Assuming this all goes perfectly, you have just hit your target with the head of a hammer travelling really, really quickly. Now you get to feel that jarring impact through your hands and arms in one very brief and incredibly painful instant - unless your engineers are looking after you. The simplest way to join the head and handle of a hammer is to put the handle through a hole in the middle of the head. This also allows you to keep exerting force on the target through the strike. However, neither of these considerations apply here - the concept of "simple" went out the window a long time ago (relatively speaking) and the rocket will keep exerting force on the target. All you need to do is survive the jarring impact with minimal pain and injury. What you want is for the handle to end in a sleeve that fits around the head, with shock absorbers between the end of the head and the sleeve. While the period of deceleration will be very brief as the sleeve moves 5-10 cm forward, it will be much better than the jarring impact you will experience otherwise.
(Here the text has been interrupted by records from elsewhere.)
//! Object lifetime and binding: textures, buffers, framebuffers,
//! renderbuffers, vertex arrays and samplers.

use super::Bridge;
use crate::context::GlContext;
use crate::error::Result;
use crate::handles::{ObjectKind, ObjectRef};
use crate::memory::GuestMemory;

#[allow(clippy::too_many_arguments)]
impl<C: GlContext> Bridge<C> {
    // ---- textures -------------------------------------------------------

    /// `glGenTextures(n, textures)`.
    pub fn gen_textures(&mut self, mem: &mut GuestMemory<'_>, n: i32, textures: u32) -> Result<()> {
        self.gen_one(mem, n, textures, ObjectKind::Texture, |ctx| {
            ObjectRef::Texture(ctx.create_texture())
        })
    }

    /// `glDeleteTextures(n, textures)`.
    pub fn delete_textures(&mut self, mem: &GuestMemory<'_>, n: i32, textures: u32) -> Result<()> {
        if let Some(tex) = self
            .delete_one(mem, n, textures, ObjectKind::Texture)?
            .and_then(ObjectRef::into_texture)
        {
            self.ctx.delete_texture(tex);
        }
        Ok(())
    }

    /// `glBindTexture`; handle 0 unbinds.
    pub fn bind_texture(&mut self, target: u32, texture: u32) -> Result<()> {
        let tex = self.objects.texture(texture)?;
        self.ctx.bind_texture(target, tex);
        Ok(())
    }

    // ---- buffers --------------------------------------------------------

    /// `glGenBuffers(n, buffers)`.
    pub fn gen_buffers(&mut self, mem: &mut GuestMemory<'_>, n: i32, buffers: u32) -> Result<()> {
        self.gen_one(mem, n, buffers, ObjectKind::Buffer, |ctx| {
            ObjectRef::Buffer(ctx.create_buffer())
        })
    }

    /// `glDeleteBuffers(n, buffers)`.
    pub fn delete_buffers(&mut self, mem: &GuestMemory<'_>, n: i32, buffers: u32) -> Result<()> {
        if let Some(buf) = self
            .delete_one(mem, n, buffers, ObjectKind::Buffer)?
            .and_then(ObjectRef::into_buffer)
        {
            self.ctx.delete_buffer(buf);
        }
        Ok(())
    }

    /// `glBindBuffer`; handle 0 unbinds the target.
    pub fn bind_buffer(&mut self, target: u32, buffer: u32) -> Result<()> {
        let buf = self.objects.buffer(buffer)?;
        self.ctx.bind_buffer(target, buf);
        Ok(())
    }

    /// `glBindBufferBase` for indexed targets such as `UNIFORM_BUFFER`.
    pub fn bind_buffer_base(&mut self, target: u32, index: u32, buffer: u32) -> Result<()> {
        let buf = self.objects.buffer(buffer)?;
        self.ctx.bind_buffer_base(target, index, buf);
        Ok(())
    }

    /// `glBindBufferRange`; offset and size are 32-bit on the guest.
    pub fn bind_buffer_range(
        &mut self,
        target: u32,
        index: u32,
        buffer: u32,
        offset: i32,
        size: i32,
    ) -> Result<()> {
        let buf = self.objects.buffer(buffer)?;
        self.ctx.bind_buffer_range(target, index, buf, i64::from(offset), i64::from(size));
        Ok(())
    }

    // ---- framebuffers ---------------------------------------------------

    /// `glGenFramebuffers`.
    pub fn gen_framebuffers(
        &mut self,
        mem: &mut GuestMemory<'_>,
        n: i32,
        framebuffers: u32,
    ) -> Result<()> {
        self.gen_one(mem, n, framebuffers, ObjectKind::Framebuffer, |ctx| {
            ObjectRef::Framebuffer(ctx.create_framebuffer())
        })
    }

    /// `glDeleteFramebuffers`.
    pub fn delete_framebuffers(
        &mut self,
        mem: &GuestMemory<'_>,
        n: i32,
        framebuffers: u32,
    ) -> Result<()> {
        if let Some(fb) = self
            .delete_one(mem, n, framebuffers, ObjectKind::Framebuffer)?
            .and_then(ObjectRef::into_framebuffer)
        {
            self.ctx.delete_framebuffer(fb);
        }
        Ok(())
    }

    /// `glBindFramebuffer`; handle 0 restores the default framebuffer.
    pub fn bind_framebuffer(&mut self, target: u32, framebuffer: u32) -> Result<()> {
        let fb = self.objects.framebuffer(framebuffer)?;
        self.ctx.bind_framebuffer(target, fb);
        Ok(())
    }

    /// `glFramebufferTexture2D`.
    pub fn framebuffer_texture_2d(
        &mut self,
        target: u32,
        attachment: u32,
        tex_target: u32,
        texture: u32,
        level: i32,
    ) -> Result<()> {
        let tex = self.objects.texture(texture)?;
        self.ctx.framebuffer_texture_2d(target, attachment, tex_target, tex, level);
        Ok(())
    }

    /// `glFramebufferRenderbuffer`.
    pub fn framebuffer_renderbuffer(
        &mut self,
        target: u32,
        attachment: u32,
        renderbuffer_target: u32,
        renderbuffer: u32,
    ) -> Result<()> {
        let rb = self.objects.renderbuffer(renderbuffer)?;
        self.ctx.framebuffer_renderbuffer(target, attachment, renderbuffer_target, rb);
        Ok(())
    }

    /// `glFramebufferTextureLayer`.
    pub fn framebuffer_texture_layer(
        &mut self,
        target: u32,
        attachment: u32,
        texture: u32,
        level: i32,
        layer: i32,
    ) -> Result<()> {
        let tex = self.objects.texture(texture)?;
        self.ctx.framebuffer_texture_layer(target, attachment, tex, level, layer);
        Ok(())
    }

    /// `glBlitFramebuffer`.
    pub fn blit_framebuffer(
        &mut self,
        src_x0: i32,
        src_y0: i32,
        src_x1: i32,
        src_y1: i32,
        dst_x0: i32,
        dst_y0: i32,
        dst_x1: i32,
        dst_y1: i32,
        mask: u32,
        filter: u32,
    ) {
        self.ctx.blit_framebuffer(
            [src_x0, src_y0, src_x1, src_y1],
            [dst_x0, dst_y0, dst_x1, dst_y1],
            mask,
            filter,
        );
    }

    // ---- renderbuffers --------------------------------------------------

    /// `glGenRenderbuffers`.
    pub fn gen_renderbuffers(
        &mut self,
        mem: &mut GuestMemory<'_>,
        n: i32,
        renderbuffers: u32,
    ) -> Result<()> {
        self.gen_one(mem, n, renderbuffers, ObjectKind::Renderbuffer, |ctx| {
            ObjectRef::Renderbuffer(ctx.create_renderbuffer())
        })
    }

    /// `glDeleteRenderbuffers`.
    pub fn delete_renderbuffers(
        &mut self,
        mem: &GuestMemory<'_>,
        n: i32,
        renderbuffers: u32,
    ) -> Result<()> {
        if let Some(rb) = self
            .delete_one(mem, n, renderbuffers, ObjectKind::Renderbuffer)?
            .and_then(ObjectRef::into_renderbuffer)
        {
            self.ctx.delete_renderbuffer(rb);
        }
        Ok(())
    }

    /// `glBindRenderbuffer`.
    pub fn bind_renderbuffer(&mut self, target: u32, renderbuffer: u32) -> Result<()> {
        let rb = self.objects.renderbuffer(renderbuffer)?;
        self.ctx.bind_renderbuffer(target, rb);
        Ok(())
    }

    /// `glRenderbufferStorageMultisample`.
    pub fn renderbuffer_storage_multisample(
        &mut self,
        target: u32,
        samples: i32,
        internal_format: u32,
        width: i32,
        height: i32,
    ) {
        self.ctx.renderbuffer_storage_multisample(target, samples, internal_format, width, height);
    }

    // ---- vertex arrays --------------------------------------------------

    /// `glGenVertexArrays`.
    pub fn gen_vertex_arrays(
        &mut self,
        mem: &mut GuestMemory<'_>,
        n: i32,
        arrays: u32,
    ) -> Result<()> {
        self.gen_one(mem, n, arrays, ObjectKind::VertexArray, |ctx| {
            ObjectRef::VertexArray(ctx.create_vertex_array())
        })
    }

    /// `glDeleteVertexArrays`.
    pub fn delete_vertex_arrays(
        &mut self,
        mem: &GuestMemory<'_>,
        n: i32,
        arrays: u32,
    ) -> Result<()> {
        if let Some(vao) = self
            .delete_one(mem, n, arrays, ObjectKind::VertexArray)?
            .and_then(ObjectRef::into_vertex_array)
        {
            self.ctx.delete_vertex_array(vao);
        }
        Ok(())
    }

    /// `glBindVertexArray`.
    pub fn bind_vertex_array(&mut self, array: u32) -> Result<()> {
        let vao = self.objects.vertex_array(array)?;
        self.ctx.bind_vertex_array(vao);
        Ok(())
    }

    // ---- samplers -------------------------------------------------------

    /// `glGenSamplers`.
    pub fn gen_samplers(&mut self, mem: &mut GuestMemory<'_>, n: i32, samplers: u32) -> Result<()> {
        self.gen_one(mem, n, samplers, ObjectKind::Sampler, |ctx| {
            ObjectRef::Sampler(ctx.create_sampler())
        })
    }

    /// `glDeleteSamplers`.
    pub fn delete_samplers(&mut self, mem: &GuestMemory<'_>, n: i32, samplers: u32) -> Result<()> {
        if let Some(sampler) = self
            .delete_one(mem, n, samplers, ObjectKind::Sampler)?
            .and_then(ObjectRef::into_sampler)
        {
            self.ctx.delete_sampler(sampler);
        }
        Ok(())
    }

    /// `glBindSampler`.
    pub fn bind_sampler(&mut self, unit: u32, sampler: u32) -> Result<()> {
        let s = self.objects.sampler(sampler)?;
        self.ctx.bind_sampler(unit, s);
        Ok(())
    }

    /// `glSamplerParameteri`.
    pub fn sampler_parameteri(&mut self, sampler: u32, pname: u32, param: i32) -> Result<()> {
        let s = self.objects.sampler(sampler)?;
        self.ctx.sampler_parameter_i32(s, pname, param);
        Ok(())
    }

    /// `glSamplerParameterf`.
    pub fn sampler_parameterf(&mut self, sampler: u32, pname: u32, param: f32) -> Result<()> {
        let s = self.objects.sampler(sampler)?;
        self.ctx.sampler_parameter_f32(s, pname, param);
        Ok(())
    }
}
Final thoughts - do not try this at home. Pick the home of someone you do not like. Then let them try it while you watch from a great distance.

Answer 6

You could have a [insert explosive gas here] pack hanging around the users waist or back with a tube that leads into the hammer’s head. Along the shaft of the hammer, there could be a switch which ignites the gas. Finally, the back half of the sledge hammer’s head is where the fireworks happen. It would be a vented chamber where the ignition takes place and sends the hammer hurling forward.

When using the thing in combat, or even for mining, the user would swing like normal and initiate the explosion after clearing the middle of a swing’s arc. The explosion would then propel the head forward as the user’s relative position would subtly guide the hammer’s head to its destination.

The only real (potential) problems here are weight, tangling, and total fuel.

Answer 7

Your plan already works as is. It will be painful if you miss and strike something hard, but it won't break your arm.

The handle could have a shock absorber added to help soften the impact of hitting something hard.

The rocket itself could provide enough thrust to lift you into the air and not break your arm. However i wouldn't go more than 30% so the user doesn't get faceplanted if they activate it too soon.

Answer 8

A Rocket-Propelled Hammer with a counter-explosive.

Rockets help provide extra force while contact releases and explosive that: A. Increases damage via explosive B. lowers the extra momentum provided by the rocket.

A regular Hammer imparts (completely arbitrary energy amounts or AE) 1AE lets say. The rocket then imparts an additional 1AE before impact it has 2AE and then the explosive goes off (before the bounce via a trigger imparting a blast that does 1AE plus the hammer momentum (2AE) to the target while reducing recoil.

(Real world physics may differ and I may have the completely wrong idea)

Answer 9

(5 years late but who cares?)

The designer of the Rocket Assisted Hammer (RAH) had a bright idea. If you could put a (likely multi-use) rocket charge on one side, you could also put one on the other! With an impact trigger it will mix some fuel to be explosive rather than give a nice boost when you hit your target, nothing says “SMASH!” Like an explosive to assist your hammer’s impact. It could be set to different modes of course, if the target offers little resistance it doesn’t go off, if the hammer is slowing down quickly upon impact the target is generally tougher and the explosive charge can go off. However if the impact trigger does not detect anything after a certain distance is met, which should be a certain distance of a sphere, the rocketpack on the other side will activate and slow the hammer down.

You could have an extra feature in a small exoskeleton which you wear along the gloves, this exoskeleton just measures the position of the joints as well as accelerometers and activates the counter-charge should the speed and extension of the joints and hammer reach critical limits. This means the hammer can be swung more widely or with shorter swings if you hold it closer to the hammer head while the system still activates at a proper moment to save your joints.